─── Data for the task ───

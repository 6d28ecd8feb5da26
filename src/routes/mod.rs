pub mod comment;
pub mod event;
pub mod group;
pub mod like;
pub mod location;
pub mod news;
pub mod participant;
pub mod user;

use axum::{
    Router,
    http::Uri,
    routing::{delete, get, patch, post},
};

use crate::{AppState, error::AppError, middleware::auth_middleware};

/// 无需登录即可访问的路由
pub fn public_routes() -> Router<AppState> {
    Router::new()
        // 用户
        .route("/auth/register", post(user::register))
        .route("/auth/login", post(user::login))
        .route("/auth", get(user::list_users))
        .route("/auth/users", get(user::list_users))
        // 活动
        .route("/events", get(event::list_upcoming_events))
        .route("/events/past", get(event::list_past_events))
        .route("/events/{event_id}", get(event::get_event))
        .route("/events/{event_id}/comments", get(comment::list_comments))
        .route(
            "/events/{event_id}/participants",
            get(participant::list_participants),
        )
        .route("/events/{event_id}/likes", get(like::count_likes))
        // 地点
        .route(
            "/locations",
            get(location::list_locations).post(location::create_location),
        )
        .route("/locations/{id}", get(location::get_location))
        // 群组
        .route("/groups", get(group::list_groups))
        .route("/groups/{group_id}", get(group::get_group))
        .route("/groups/{group_id}/news", get(news::list_news))
        .route("/groups/{group_id}/news/{news_id}", get(news::get_news))
}

/// 需要 Bearer 令牌的路由
pub fn protected_routes(state: AppState) -> Router<AppState> {
    Router::new()
        // 活动
        .route("/events", post(event::create_event))
        .route(
            "/events/{event_id}",
            patch(event::update_event).delete(event::delete_event),
        )
        .route("/events/{event_id}/comments", post(comment::create_comment))
        .route(
            "/events/{event_id}/comments/{comment_id}",
            delete(comment::delete_comment),
        )
        .route(
            "/events/{event_id}/participants",
            post(participant::sign_up_for_event).delete(participant::unsign_from_event),
        )
        .route("/events/{event_id}/likes", patch(like::toggle_like))
        // 活动管理
        .route(
            "/admin/{event_id}/participants",
            get(participant::admin_list_participants)
                .delete(participant::admin_cancel_participation),
        )
        // 群组
        .route("/groups", post(group::create_group))
        .route("/groups/{group_id}/join", post(group::request_join))
        .route("/groups/{group_id}/members", get(group::list_members))
        .route("/groups/{group_id}/invite", post(group::invite_member))
        .route(
            "/groups/{group_id}/approve/{user_id}",
            patch(group::approve_member),
        )
        .route(
            "/groups/{group_id}/reject/{user_id}",
            delete(group::reject_member),
        )
        .route("/groups/{group_id}/membership", get(group::list_memberships))
        .route(
            "/groups/{group_id}/pending-requests",
            get(group::list_pending_requests),
        )
        .route("/groups/{group_id}/leave", delete(group::leave_group))
        .route("/groups/{group_id}/news", post(news::create_news))
        .route(
            "/groups/{group_id}/news/{news_id}",
            delete(news::delete_news),
        )
        .route_layer(axum::middleware::from_fn_with_state(state, auth_middleware))
}

pub async fn not_found(uri: Uri) -> AppError {
    AppError::NotFound(format!("Route {} not found", uri.path()))
}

───

§ What needs to be done:
Scan the records for the word "AppError". Copy each line where it turns up.

§ Written response:
use crate::{AppState, error::AppError, middleware::auth_middleware};
pub async fn not_found(uri: Uri) -> AppError {
    AppError::NotFound(format!("Route {} not found", uri.path()))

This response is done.